Reduce the material below to its lines containing "EnvFilter".

Content starts

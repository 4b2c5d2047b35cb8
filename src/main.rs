use axum::{
    Json, Router,
    middleware::from_fn as middleware_from_fn,
    response::IntoResponse,
    routing::{get, post, put},
};
use axum_csrf::{CsrfConfig, CsrfToken, Key};
use dotenv::dotenv;
use mongodb::{Client, Database, options::ClientOptions};
use serde_json::json;
use std::{env::var, net::SocketAddr, sync::OnceLock};
use tracing_subscriber::{EnvFilter, fmt, prelude::*};

mod apex;
mod auth;
mod chat;
mod notifications;

use apex::endpoints::*;
use auth::endpoints::*;
use chat::endpoints::*;
use chat::socket::chat_socket_endpoint;

pub(crate) static DB: OnceLock<Database> = OnceLock::new();

async fn csrf_endpoint(token: CsrfToken) -> impl IntoResponse {
    Json(json!({ "csrf_token": token.authenticity_token().unwrap() }))
}

#[tokio::main]
async fn main() {
    dotenv().ok();

    tracing_subscriber::registry()
        .with(fmt::layer())
        .with(EnvFilter::from_default_env())
        .init();

    let mongodb_uri = var("MONGODB_URI").unwrap();
    let client_options = ClientOptions::parse(mongodb_uri).await.unwrap();
    let client = Client::with_options(client_options).expect("Failed to create Mongo client");

    DB.set(client.database("worklink_main")).unwrap();

    let domain = var("DOMAIN").unwrap_or_else(|_| "0.0.0.0".to_string());
    let port = var("PORT")
        .unwrap_or_else(|_| "3000".to_string())
        .parse::<u16>()
        .expect("Failed to parse PORT");

    let addr = SocketAddr::from((
        domain
            .parse::<std::net::IpAddr>()
            .expect("Failed to parse DOMAIN"),
        port,
    ));
    let listener = tokio::net::TcpListener::bind(addr).await.unwrap();

    let cookie_key = Key::generate();
    let our_domain = var("DOMAIN").unwrap_or_else(|_| "localhost".to_string());
    let _config = CsrfConfig::default()
        .with_key(Some(cookie_key))
        .with_cookie_domain(Some(our_domain));

    let protected_routes = Router::new()
        .route("/auth/user", get(get_user))
        .route("/auth/logout", post(logout_user))
        .route("/chat/conversations", get(get_conversations_endpoint))
        .route(
            "/chat/{other_user_id}/messages",
            post(send_message_endpoint),
        )
        .route(
            "/chat/conversations/{conversation_id}/messages",
            get(get_messages_endpoint),
        )
        .route(
            "/chat/conversations/{conversation_id}/read",
            post(mark_read_endpoint),
        )
        .route("/chat/messages/{message_id}/pin", put(pin_message_endpoint))
        .route(
            "/chat/messages/{message_id}/unsend",
            post(unsend_message_endpoint),
        )
        .route("/chat/users/{user_id}/presence", get(get_presence_endpoint))
        .route("/chat/socket", get(chat_socket_endpoint))
        .layer(middleware_from_fn(cookie_auth));

    let unprotected_routes = Router::new()
        .route("/auth/register", post(register_user))
        .route("/auth/login", post(login_user));

    let app = Router::new()
        .merge(protected_routes)
        .merge(unprotected_routes)
        .route("/", get(root_endpoint))
        .route("/auth/csrf_token", get(csrf_endpoint));

    tracing::info!(%addr, "worklink api listening");
    axum::serve(listener, app).await.unwrap();
}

Content ends

● **Reply to the exercise**
use tracing_subscriber::{EnvFilter, fmt, prelude::*};
        .with(EnvFilter::from_default_env())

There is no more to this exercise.